RECORDS TO PROCESS:

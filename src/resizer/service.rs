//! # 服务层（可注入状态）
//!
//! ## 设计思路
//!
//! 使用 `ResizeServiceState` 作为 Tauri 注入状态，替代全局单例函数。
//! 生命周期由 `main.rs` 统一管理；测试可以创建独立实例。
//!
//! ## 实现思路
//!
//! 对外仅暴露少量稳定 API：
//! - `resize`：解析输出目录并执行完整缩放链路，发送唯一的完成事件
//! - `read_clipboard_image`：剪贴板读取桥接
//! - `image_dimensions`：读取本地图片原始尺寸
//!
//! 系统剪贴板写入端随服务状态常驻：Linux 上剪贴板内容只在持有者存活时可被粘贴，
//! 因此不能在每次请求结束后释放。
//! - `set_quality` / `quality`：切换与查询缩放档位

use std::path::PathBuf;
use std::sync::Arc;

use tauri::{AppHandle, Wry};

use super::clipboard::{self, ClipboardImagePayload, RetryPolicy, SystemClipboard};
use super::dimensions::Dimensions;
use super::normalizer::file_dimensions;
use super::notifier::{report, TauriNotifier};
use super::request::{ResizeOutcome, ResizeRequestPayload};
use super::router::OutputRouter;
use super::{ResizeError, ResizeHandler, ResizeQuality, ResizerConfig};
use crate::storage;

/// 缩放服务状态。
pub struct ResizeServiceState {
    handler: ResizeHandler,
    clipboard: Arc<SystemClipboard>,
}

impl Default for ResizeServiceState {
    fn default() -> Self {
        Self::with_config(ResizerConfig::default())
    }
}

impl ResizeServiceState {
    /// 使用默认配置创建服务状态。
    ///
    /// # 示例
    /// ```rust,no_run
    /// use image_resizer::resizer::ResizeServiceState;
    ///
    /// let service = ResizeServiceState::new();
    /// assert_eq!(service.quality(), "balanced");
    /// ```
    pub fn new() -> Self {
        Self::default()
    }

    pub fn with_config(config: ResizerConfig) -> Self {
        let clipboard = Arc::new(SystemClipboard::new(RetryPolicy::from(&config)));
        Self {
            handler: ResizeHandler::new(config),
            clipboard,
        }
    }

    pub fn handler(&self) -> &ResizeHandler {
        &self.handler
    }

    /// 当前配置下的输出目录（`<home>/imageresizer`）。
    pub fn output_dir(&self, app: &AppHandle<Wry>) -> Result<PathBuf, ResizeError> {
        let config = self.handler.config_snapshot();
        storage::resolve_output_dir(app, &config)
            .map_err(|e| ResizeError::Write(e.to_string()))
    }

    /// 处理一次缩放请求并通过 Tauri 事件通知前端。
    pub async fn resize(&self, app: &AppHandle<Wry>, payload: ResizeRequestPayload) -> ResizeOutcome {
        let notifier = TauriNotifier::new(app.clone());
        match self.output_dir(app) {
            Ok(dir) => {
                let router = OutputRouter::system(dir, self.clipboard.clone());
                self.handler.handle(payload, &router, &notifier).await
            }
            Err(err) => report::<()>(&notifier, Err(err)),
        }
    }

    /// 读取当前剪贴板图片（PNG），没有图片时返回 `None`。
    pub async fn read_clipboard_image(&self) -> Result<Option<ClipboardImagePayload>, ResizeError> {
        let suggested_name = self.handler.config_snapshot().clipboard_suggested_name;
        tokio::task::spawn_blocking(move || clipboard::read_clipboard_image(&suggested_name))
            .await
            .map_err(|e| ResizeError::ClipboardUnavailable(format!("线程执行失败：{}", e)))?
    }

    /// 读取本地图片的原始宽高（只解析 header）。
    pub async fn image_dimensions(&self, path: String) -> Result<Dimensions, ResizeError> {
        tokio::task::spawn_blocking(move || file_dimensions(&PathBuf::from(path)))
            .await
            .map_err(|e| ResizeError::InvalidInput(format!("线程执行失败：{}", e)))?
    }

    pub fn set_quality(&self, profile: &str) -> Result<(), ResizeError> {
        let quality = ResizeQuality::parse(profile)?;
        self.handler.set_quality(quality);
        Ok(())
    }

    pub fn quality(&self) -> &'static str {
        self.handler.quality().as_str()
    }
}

* * *

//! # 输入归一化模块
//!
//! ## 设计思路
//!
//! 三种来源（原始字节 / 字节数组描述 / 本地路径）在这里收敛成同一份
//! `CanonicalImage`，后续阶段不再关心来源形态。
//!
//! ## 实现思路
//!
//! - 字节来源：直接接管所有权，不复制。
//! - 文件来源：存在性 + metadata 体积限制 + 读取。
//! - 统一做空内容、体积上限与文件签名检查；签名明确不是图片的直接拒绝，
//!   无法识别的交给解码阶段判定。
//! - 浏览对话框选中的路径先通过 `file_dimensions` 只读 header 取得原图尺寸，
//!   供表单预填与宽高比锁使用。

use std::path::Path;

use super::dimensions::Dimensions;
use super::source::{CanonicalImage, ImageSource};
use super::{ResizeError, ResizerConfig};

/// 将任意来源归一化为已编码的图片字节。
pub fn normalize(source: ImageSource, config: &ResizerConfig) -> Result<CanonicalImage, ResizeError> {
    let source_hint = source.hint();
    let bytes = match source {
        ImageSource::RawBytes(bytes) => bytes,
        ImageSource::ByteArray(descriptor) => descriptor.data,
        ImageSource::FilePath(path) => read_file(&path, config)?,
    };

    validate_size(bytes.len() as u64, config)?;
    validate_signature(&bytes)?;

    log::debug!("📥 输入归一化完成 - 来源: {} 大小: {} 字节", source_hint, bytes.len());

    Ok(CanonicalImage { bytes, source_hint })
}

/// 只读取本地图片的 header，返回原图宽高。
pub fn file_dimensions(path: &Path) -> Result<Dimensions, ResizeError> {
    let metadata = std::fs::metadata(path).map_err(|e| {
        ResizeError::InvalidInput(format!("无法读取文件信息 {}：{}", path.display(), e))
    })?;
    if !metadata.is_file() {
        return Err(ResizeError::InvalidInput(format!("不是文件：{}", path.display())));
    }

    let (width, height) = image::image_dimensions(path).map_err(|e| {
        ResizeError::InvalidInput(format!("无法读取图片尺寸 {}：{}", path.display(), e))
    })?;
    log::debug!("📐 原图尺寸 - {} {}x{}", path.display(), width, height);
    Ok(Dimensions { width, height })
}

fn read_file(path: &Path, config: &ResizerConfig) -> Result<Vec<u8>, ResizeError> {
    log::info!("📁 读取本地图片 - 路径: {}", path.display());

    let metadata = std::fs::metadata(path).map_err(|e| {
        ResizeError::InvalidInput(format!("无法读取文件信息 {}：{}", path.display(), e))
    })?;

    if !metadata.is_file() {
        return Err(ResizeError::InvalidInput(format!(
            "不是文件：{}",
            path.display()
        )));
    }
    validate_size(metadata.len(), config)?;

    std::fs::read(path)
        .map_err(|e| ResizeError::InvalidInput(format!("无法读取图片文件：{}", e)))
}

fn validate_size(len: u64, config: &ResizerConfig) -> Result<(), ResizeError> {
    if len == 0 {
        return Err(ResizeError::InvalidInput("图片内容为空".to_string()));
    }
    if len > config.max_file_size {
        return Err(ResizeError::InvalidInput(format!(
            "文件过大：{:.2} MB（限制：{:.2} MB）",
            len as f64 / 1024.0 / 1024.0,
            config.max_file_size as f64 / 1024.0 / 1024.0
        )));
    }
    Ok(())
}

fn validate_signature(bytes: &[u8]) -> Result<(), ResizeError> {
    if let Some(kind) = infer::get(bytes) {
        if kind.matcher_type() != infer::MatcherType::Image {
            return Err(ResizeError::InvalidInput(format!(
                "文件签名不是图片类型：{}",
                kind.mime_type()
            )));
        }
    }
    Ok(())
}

* * *

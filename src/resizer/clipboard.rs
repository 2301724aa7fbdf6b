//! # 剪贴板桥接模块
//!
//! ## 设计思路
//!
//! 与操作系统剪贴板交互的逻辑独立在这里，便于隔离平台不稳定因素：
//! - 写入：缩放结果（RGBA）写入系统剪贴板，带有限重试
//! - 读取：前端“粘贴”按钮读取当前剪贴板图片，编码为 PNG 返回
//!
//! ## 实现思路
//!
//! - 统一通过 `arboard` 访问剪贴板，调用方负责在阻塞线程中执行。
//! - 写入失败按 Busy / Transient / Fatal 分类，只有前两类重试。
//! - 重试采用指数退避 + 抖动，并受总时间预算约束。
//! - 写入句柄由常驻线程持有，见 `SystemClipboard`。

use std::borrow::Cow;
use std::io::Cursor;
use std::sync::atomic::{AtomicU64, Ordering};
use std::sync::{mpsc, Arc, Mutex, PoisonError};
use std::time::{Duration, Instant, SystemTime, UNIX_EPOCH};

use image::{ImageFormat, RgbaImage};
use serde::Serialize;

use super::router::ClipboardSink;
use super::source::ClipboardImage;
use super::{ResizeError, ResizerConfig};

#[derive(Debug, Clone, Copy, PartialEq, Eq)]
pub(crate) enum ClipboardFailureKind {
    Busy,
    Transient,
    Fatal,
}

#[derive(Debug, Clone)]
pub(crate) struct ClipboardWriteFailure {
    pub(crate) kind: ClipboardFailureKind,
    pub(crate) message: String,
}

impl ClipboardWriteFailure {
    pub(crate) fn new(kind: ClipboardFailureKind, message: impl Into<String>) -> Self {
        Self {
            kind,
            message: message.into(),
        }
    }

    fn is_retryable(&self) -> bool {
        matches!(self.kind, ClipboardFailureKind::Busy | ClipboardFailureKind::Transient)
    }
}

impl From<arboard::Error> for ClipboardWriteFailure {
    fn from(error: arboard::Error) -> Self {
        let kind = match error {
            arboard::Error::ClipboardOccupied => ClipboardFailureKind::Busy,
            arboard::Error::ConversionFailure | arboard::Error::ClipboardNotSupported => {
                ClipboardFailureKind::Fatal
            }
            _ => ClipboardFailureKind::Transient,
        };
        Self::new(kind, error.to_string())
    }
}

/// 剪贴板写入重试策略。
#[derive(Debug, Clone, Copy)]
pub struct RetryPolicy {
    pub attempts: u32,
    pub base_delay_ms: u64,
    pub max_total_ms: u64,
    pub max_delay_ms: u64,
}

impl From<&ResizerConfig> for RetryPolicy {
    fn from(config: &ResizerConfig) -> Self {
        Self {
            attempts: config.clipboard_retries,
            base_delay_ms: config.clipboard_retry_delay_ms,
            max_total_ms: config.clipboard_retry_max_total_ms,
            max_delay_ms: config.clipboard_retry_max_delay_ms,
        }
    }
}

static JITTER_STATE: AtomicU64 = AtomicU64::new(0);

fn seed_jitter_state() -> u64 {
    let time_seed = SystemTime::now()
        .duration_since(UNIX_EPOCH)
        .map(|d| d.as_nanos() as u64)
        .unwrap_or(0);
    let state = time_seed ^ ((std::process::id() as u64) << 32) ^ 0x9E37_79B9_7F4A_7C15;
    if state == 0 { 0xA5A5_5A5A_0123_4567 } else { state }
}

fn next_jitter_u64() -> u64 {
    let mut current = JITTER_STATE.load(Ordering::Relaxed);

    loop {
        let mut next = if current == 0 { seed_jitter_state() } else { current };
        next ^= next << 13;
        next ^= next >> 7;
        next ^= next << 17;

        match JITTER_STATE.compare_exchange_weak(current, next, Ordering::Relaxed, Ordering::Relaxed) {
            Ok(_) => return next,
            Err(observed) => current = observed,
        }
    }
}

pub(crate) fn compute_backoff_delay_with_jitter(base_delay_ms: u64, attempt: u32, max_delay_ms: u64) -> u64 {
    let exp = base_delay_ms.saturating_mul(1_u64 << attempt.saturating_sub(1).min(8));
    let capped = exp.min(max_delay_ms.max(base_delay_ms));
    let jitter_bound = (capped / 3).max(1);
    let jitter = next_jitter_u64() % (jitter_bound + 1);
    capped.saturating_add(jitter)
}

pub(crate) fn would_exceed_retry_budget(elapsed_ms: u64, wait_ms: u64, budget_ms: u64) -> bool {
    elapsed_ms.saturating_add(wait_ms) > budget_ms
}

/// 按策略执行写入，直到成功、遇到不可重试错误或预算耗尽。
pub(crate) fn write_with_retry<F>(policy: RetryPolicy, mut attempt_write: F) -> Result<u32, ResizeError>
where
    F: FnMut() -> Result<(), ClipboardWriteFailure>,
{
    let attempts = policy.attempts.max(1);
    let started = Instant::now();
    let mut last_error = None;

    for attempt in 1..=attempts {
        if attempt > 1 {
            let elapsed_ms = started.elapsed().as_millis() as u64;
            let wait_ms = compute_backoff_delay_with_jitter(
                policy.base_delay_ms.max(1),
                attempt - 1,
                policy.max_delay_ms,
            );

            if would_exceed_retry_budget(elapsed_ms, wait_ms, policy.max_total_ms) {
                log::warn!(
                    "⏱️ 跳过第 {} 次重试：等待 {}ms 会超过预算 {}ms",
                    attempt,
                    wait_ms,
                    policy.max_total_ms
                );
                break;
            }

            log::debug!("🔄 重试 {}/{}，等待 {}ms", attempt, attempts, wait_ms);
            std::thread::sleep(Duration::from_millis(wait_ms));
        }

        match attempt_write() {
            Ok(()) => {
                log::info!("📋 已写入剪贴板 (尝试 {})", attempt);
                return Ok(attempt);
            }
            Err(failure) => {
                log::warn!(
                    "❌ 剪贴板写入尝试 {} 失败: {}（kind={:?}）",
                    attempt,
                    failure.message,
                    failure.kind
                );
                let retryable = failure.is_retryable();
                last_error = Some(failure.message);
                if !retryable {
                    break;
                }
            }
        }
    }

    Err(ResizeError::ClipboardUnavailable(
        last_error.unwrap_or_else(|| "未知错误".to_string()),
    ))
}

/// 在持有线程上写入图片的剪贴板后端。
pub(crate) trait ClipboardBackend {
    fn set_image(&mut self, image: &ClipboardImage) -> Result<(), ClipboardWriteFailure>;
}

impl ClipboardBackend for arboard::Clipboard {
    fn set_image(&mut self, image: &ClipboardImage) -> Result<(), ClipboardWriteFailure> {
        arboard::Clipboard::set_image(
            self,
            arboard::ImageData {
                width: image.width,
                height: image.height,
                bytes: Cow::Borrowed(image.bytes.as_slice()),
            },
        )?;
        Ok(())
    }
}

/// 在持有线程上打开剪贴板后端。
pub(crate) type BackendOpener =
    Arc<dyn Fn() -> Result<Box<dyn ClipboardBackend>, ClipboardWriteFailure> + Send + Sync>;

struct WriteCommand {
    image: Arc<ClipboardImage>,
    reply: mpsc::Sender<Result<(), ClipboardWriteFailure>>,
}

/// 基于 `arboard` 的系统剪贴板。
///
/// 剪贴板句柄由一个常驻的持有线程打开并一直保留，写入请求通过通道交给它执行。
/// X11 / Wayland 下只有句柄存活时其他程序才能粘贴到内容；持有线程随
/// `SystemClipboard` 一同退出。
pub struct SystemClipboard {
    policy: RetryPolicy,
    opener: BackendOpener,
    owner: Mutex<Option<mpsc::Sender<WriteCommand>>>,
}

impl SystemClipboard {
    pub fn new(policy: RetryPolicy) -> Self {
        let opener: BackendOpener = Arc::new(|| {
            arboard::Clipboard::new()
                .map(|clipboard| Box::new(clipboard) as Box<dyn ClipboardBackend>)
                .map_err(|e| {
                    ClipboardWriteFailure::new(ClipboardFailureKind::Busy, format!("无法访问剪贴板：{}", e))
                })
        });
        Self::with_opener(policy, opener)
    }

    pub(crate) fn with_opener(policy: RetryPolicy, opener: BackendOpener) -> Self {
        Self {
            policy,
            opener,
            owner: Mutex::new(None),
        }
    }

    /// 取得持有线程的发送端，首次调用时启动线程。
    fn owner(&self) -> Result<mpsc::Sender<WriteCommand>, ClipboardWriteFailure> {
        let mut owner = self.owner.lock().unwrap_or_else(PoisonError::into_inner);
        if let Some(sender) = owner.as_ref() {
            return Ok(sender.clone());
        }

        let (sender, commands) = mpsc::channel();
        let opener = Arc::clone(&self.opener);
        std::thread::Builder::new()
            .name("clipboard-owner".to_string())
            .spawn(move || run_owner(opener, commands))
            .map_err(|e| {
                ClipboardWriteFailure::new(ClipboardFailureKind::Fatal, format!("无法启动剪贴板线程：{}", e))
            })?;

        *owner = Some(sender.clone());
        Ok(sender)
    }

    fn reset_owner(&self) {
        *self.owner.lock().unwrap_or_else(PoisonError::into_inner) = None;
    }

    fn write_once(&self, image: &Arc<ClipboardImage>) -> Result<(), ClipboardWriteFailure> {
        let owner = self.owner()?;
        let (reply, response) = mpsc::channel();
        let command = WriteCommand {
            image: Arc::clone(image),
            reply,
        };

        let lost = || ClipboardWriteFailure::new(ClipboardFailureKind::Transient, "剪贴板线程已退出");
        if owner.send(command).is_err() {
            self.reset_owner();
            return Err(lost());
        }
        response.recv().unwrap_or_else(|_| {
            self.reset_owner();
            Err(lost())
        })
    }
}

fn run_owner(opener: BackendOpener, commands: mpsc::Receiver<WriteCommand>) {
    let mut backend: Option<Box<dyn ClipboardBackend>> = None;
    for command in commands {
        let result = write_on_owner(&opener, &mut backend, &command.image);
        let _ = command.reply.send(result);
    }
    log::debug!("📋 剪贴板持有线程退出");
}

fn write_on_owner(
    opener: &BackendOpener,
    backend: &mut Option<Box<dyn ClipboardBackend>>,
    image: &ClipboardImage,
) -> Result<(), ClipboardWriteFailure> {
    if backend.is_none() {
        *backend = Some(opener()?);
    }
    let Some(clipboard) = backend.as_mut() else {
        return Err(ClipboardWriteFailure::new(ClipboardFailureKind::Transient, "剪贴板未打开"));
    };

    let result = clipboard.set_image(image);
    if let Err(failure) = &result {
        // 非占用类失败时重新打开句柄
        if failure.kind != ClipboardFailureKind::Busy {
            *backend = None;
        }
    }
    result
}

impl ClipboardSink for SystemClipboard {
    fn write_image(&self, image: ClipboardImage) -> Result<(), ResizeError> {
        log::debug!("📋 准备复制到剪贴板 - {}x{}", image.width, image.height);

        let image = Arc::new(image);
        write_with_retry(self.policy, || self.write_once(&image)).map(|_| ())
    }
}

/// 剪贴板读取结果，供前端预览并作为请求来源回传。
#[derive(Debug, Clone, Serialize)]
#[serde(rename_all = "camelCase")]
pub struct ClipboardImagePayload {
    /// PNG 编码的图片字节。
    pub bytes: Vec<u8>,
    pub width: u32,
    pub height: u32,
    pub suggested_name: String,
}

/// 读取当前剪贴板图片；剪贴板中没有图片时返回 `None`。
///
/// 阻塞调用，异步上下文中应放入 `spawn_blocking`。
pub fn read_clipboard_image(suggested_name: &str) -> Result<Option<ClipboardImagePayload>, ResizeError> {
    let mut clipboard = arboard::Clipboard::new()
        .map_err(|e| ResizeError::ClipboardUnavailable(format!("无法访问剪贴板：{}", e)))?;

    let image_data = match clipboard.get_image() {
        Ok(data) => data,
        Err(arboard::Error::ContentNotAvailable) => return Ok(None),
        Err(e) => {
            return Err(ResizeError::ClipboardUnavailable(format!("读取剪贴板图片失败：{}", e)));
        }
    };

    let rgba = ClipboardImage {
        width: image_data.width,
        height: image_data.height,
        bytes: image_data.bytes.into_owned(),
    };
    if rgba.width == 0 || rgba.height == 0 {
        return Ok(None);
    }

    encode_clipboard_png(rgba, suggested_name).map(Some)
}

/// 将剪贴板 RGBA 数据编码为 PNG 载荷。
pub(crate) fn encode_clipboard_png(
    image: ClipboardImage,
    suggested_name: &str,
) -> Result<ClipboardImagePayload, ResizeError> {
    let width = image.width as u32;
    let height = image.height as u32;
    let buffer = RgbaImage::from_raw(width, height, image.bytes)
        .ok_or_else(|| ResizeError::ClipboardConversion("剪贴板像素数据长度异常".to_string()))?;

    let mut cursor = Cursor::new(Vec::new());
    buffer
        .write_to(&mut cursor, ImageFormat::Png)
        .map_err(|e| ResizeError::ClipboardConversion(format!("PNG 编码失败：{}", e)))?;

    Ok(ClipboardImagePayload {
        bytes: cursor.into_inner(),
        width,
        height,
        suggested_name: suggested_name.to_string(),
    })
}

WHAT IS EXPECTED: Line count for the string "async": please say how many lines in the entries above contain it, with no other words.

TASK RESULT: 3